Marines found 72 cache sites about 25 miles south of Fallujah during the weeklong Operation Green Trident, officials said today. Marines from the 1st Reconnaissance Battalion, Regimental Combat Team 8, kicked off the operation near the village of Latifiyah to search suspected locations for hidden weapon caches.
More than 1,000 artillery and mortar rounds were unearthed along with scores of rocket-propelled grenades and hand grenades, officials said. Officials said most of the caches were shallowly buried along the banks of the Euphrates River and surrounding area. Insurgents commonly use artillery and mortar rounds to make improvised explosive devices, officials noted.

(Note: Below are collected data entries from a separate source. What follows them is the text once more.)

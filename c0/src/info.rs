//! Host information queries (`info.*`)

use serde_json::Value;
use tracing::debug;

use crate::client::Dispatch;
use crate::envelope::Arguments;
use crate::error::ClientError;

/// Queries the executor's host for hardware and OS facts
///
/// Each query waits for the result and returns the executor's JSON as-is.
pub struct InfoManager<'a, D: Dispatch + ?Sized> {
    client: &'a D,
}

impl<'a, D: Dispatch + ?Sized> InfoManager<'a, D> {
    pub fn new(client: &'a D) -> Self {
        Self { client }
    }

    pub async fn cpu(&self) -> Result<Value, ClientError> {
        self.query("info.cpu", "get cpu info").await
    }

    pub async fn nic(&self) -> Result<Value, ClientError> {
        self.query("info.nic", "get nic info").await
    }

    pub async fn mem(&self) -> Result<Value, ClientError> {
        self.query("info.mem", "get memory info").await
    }

    pub async fn disk(&self) -> Result<Value, ClientError> {
        self.query("info.disk", "get disk info").await
    }

    pub async fn os(&self) -> Result<Value, ClientError> {
        self.query("info.os", "get os info").await
    }

    async fn query(&self, command: &str, operation: &str) -> Result<Value, ClientError> {
        debug!(%command, "InfoManager::query: called");
        let handle = self.client.raw(command, Arguments::new()).await?;
        handle.expect_json(operation).await
    }
}
//! Client error types

use std::time::Duration;
use thiserror::Error;

/// Errors raised by a queue transport
#[derive(Debug, Error)]
pub enum TransportError {
    #[error("Failed to connect to {addr}: {source}")]
    Connect {
        addr: String,
        #[source]
        source: redis::RedisError,
    },

    #[error("Connecting to {addr} timed out after {timeout:?}")]
    ConnectTimeout { addr: String, timeout: Duration },

    #[error("No reply from {addr} to {command} within {timeout:?}")]
    ReplyTimeout {
        addr: String,
        command: &'static str,
        timeout: Duration,
    },

    #[error("Redis error: {0}")]
    Redis(#[from] redis::RedisError),

    #[error("Transport closed")]
    Closed,
}

/// A payload read from a result channel could not be decoded
#[derive(Debug, Error)]
#[error("Malformed payload on {channel}: {source}")]
pub struct DecodeError {
    pub channel: String,
    #[source]
    pub source: serde_json::Error,
}

/// Errors surfaced to callers of the client
#[derive(Debug, Error)]
pub enum ClientError {
    #[error(transparent)]
    Transport(#[from] TransportError),

    #[error(transparent)]
    Decode(#[from] DecodeError),

    #[error("Invalid argument: {0}")]
    InvalidArgument(String),

    #[error("Failed to {operation}: {message}")]
    Operation { operation: String, message: String },

    #[error("Failed to dispatch command to {target}: {message}")]
    Dispatch { target: String, message: String },

    #[error("No result for {operation} within {timeout:?}")]
    NoResult { operation: String, timeout: Duration },

    #[error("Failed to encode arguments: {0}")]
    Encode(#[from] serde_json::Error),
}

impl ClientError {
    /// Check if this error came from the queue transport
    pub fn is_transport(&self) -> bool {
        matches!(self, ClientError::Transport(_))
    }

    /// Check if this error is a malformed result payload
    pub fn is_decode(&self) -> bool {
        matches!(self, ClientError::Decode(_))
    }

    /// Build an operation error from an executor's diagnostic text
    pub fn operation(operation: impl Into<String>, message: Option<&str>) -> Self {
        ClientError::Operation {
            operation: operation.into(),
            message: message.unwrap_or_default().to_string(),
        }
    }
}

#[cfg(test)]
mod tests {
    use super::*;

    #[test]
    fn test_operation_message_echoes_diagnostic() {
        let err = ClientError::operation("create container", Some("disk full"));
        let msg = err.to_string();
        assert!(msg.contains("create container"));
        assert!(msg.contains("disk full"));
    }

    #[test]
    fn test_operation_without_data() {
        let err = ClientError::operation("list bridges", None);
        assert_eq!(err.to_string(), "Failed to list bridges: ");
    }

    #[test]
    fn test_dispatch_message() {
        let err = ClientError::Dispatch {
            target: "container-1".to_string(),
            message: "no such container".to_string(),
        };
        let msg = err.to_string();
        assert!(msg.contains("container-1"));
        assert!(msg.contains("no such container"));
    }

    #[test]
    fn test_decode_error_classification() {
        let source = serde_json::from_str::<serde_json::Value>("{not json").unwrap_err();
        let err: ClientError = DecodeError {
            channel: "result:abc".to_string(),
            source,
        }
        .into();
        assert!(err.is_decode());
        assert!(!err.is_transport());
        assert!(err.to_string().contains("result:abc"));
    }

    #[test]
    fn test_transport_error_classification() {
        let err: ClientError = TransportError::Closed.into();
        assert!(err.is_transport());
        assert!(!err.is_decode());
    }
}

In the Baghdad area, U.S. solders kicked-off the new year by seizing and destroying two weapons caches, which further denies terrorists the opportunity to put the citizens of Baghdad in harm's way, officials said.

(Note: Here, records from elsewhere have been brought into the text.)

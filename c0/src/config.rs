//! Client configuration types and loading

use eyre::{Context, Result};
use serde::{Deserialize, Serialize};
use std::fs;
use std::path::{Path, PathBuf};
use std::time::Duration;

/// Main client configuration
#[derive(Debug, Clone, Default, Serialize, Deserialize)]
#[serde(default)]
pub struct Config {
    /// Connection to the shared store
    pub redis: RedisConfig,

    /// Queue naming
    pub queue: QueueConfig,

    /// Result wait defaults
    pub timeouts: TimeoutConfig,
}

impl Config {
    /// Validate configuration before use
    pub fn validate(&self) -> Result<()> {
        if self.redis.host.trim().is_empty() {
            return Err(eyre::eyre!("redis.host must not be empty"));
        }
        if self.redis.port == 0 {
            return Err(eyre::eyre!("redis.port must not be 0"));
        }
        if self.queue.input.trim().is_empty() {
            return Err(eyre::eyre!("queue.input must not be empty"));
        }
        Ok(())
    }

    /// Load configuration
    ///
    /// An explicit `--config` path must exist and parse. Without one, the
    /// first readable file from [`Config::search_paths`] wins; a file that
    /// exists but does not parse is skipped with a warning. No file at all
    /// means built-in defaults.
    pub fn load(config_path: Option<&PathBuf>) -> Result<Self> {
        if let Some(path) = config_path {
            return Self::load_from_file(path).context(format!("Failed to load config from {}", path.display()));
        }

        for candidate in Self::search_paths() {
            if !candidate.exists() {
                continue;
            }
            match Self::load_from_file(&candidate) {
                Ok(config) => return Ok(config),
                Err(e) => tracing::warn!("Skipping config {}: {:#}", candidate.display(), e),
            }
        }

        tracing::debug!("No core0.yml found, using built-in defaults");
        Ok(Self::default())
    }

    /// Files consulted when no path is given: `./.core0.yml`, then
    /// `core0/core0.yml` under the user config directory
    pub fn search_paths() -> Vec<PathBuf> {
        let mut paths = vec![PathBuf::from(".core0.yml")];
        if let Some(config_dir) = dirs::config_dir() {
            paths.push(config_dir.join("core0").join("core0.yml"));
        }
        paths
    }

    fn load_from_file<P: AsRef<Path>>(path: P) -> Result<Self> {
        let content = fs::read_to_string(&path).context("Failed to read config file")?;

        let config: Self = serde_yaml::from_str(&content).context("Failed to parse config file")?;

        tracing::debug!("Config::load_from_file: loaded {}", path.as_ref().display());
        Ok(config)
    }
}

/// Redis connection settings
#[derive(Debug, Clone, Serialize, Deserialize)]
#[serde(default)]
pub struct RedisConfig {
    pub host: String,

    pub port: u16,

    /// Optional AUTH password (empty is treated as none)
    pub password: Option<String>,

    /// Logical database index
    pub db: i64,

    /// Connection establishment timeout in milliseconds
    #[serde(rename = "connect-timeout-ms")]
    pub connect_timeout_ms: u64,
}

impl Default for RedisConfig {
    fn default() -> Self {
        Self {
            host: "localhost".to_string(),
            port: 6379,
            password: None,
            db: 0,
            connect_timeout_ms: 5_000,
        }
    }
}

impl RedisConfig {
    pub fn connect_timeout(&self) -> Duration {
        Duration::from_millis(self.connect_timeout_ms)
    }
}

/// Queue naming
#[derive(Debug, Clone, Serialize, Deserialize)]
#[serde(default)]
pub struct QueueConfig {
    /// Executor inbox
    pub input: String,

    /// Prefix of per-command result channels
    #[serde(rename = "result-prefix")]
    pub result_prefix: String,
}

impl Default for QueueConfig {
    fn default() -> Self {
        Self {
            input: "core:default".to_string(),
            result_prefix: crate::id::RESULT_CHANNEL_PREFIX.to_string(),
        }
    }
}

/// Result wait defaults
#[derive(Debug, Clone, Serialize, Deserialize)]
#[serde(default)]
pub struct TimeoutConfig {
    /// Default wait for a result in seconds (0 waits forever)
    #[serde(rename = "default-secs")]
    pub default_secs: u64,
}

impl Default for TimeoutConfig {
    fn default() -> Self {
        Self { default_secs: 10 }
    }
}

impl TimeoutConfig {
    pub fn default_timeout(&self) -> Duration {
        Duration::from_secs(self.default_secs)
    }
}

U.S. troops seized the first weapons cache at about 8:30 a.m. New Year's Day. It included a rocket-propelled grenade, an AK-47 assault rifle and seven loaded magazines. About two hours later, soldiers seized a larger cachethat consisted of a 3.5 inch rocket, eight rocket-propelled grenades, a launcher, and 60 mm mortar rounds, officials said.

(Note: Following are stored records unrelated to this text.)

//! Queue transports
//!
//! A transport moves opaque payloads between named queues on a shared store.
//! Two operations make up the whole protocol:
//!
//! - **push:** append to the tail of a named queue
//! - **pop_rotate:** block until the queue has an element, then move it from
//!   one end to the other of the *same* queue and return it
//!
//! `pop_rotate` is a non-destructive read: every reader polling a result
//! channel eventually sees the value, and the channel is never cleaned up by
//! the client.

use std::time::Duration;

use async_trait::async_trait;

use crate::error::TransportError;

mod memory;
mod redis_queue;

pub use self::memory::MemoryTransport;
pub use self::redis_queue::RedisTransport;

/// Shared-store queue operations
#[async_trait]
pub trait Transport: Send + Sync {
    /// Append a payload to the tail of `queue`
    async fn push(&self, queue: &str, payload: Vec<u8>) -> Result<(), TransportError>;

    /// Wait for an element on `queue` and rotate it back into the same queue
    ///
    /// `None` (or a zero duration) blocks forever. Returns `Ok(None)` when the
    /// timeout elapses with nothing available.
    async fn pop_rotate(&self, queue: &str, timeout: Option<Duration>) -> Result<Option<Vec<u8>>, TransportError>;

    /// Release any cached connection; a later call connects again
    async fn close(&self) {}
}

/// Normalize a caller timeout: zero means "block forever"
pub(crate) fn effective_timeout(timeout: Option<Duration>) -> Option<Duration> {
    timeout.filter(|t| !t.is_zero())
}

#[cfg(test)]
mod tests {
    use super::*;

    #[test]
    fn test_effective_timeout() {
        assert_eq!(effective_timeout(None), None);
        assert_eq!(effective_timeout(Some(Duration::ZERO)), None);
        assert_eq!(
            effective_timeout(Some(Duration::from_millis(100))),
            Some(Duration::from_millis(100))
        );
    }
}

Elsewhere, tips from local residents led U.S. troops to four improvised explosive devices and the capture of five suspected terrorists Jan. 1 in northern Iraq.
An early morning tip from local residents led members of the 101st Airborne Division's 1st Brigade Combat Team to an area near Kirkuk, where they found two IEDs, officials said. While a group of soldiers secured the area to wait for an explosive ordnance disposal team, the tipster led the rest of the patrol to a nearby location where they detained five suspects believed to be involved with emplacing the IEDs, officials noted.
In Mosul, Iraq's second largest city, a tip from local residents led soldiers from the 172nd Stryker Brigade Combat Team to the site of two more IEDs near a busy intersection in the city. One of the IEDs detonated while the unit was securing the area, slightly wounding one soldier. The second IED was safely disarmed, and an explosive ordnance disposal team removed two 120 mm mortar rounds.
"Tips from concerned citizens have helped Iraqi and U.S. forces discover numerous bombs and weapons caches throughout the area," a spokesman said.
(Compiled from Multinational Force Iraq, Task Force Baghdad and Task Force Band of Brothers news releases.)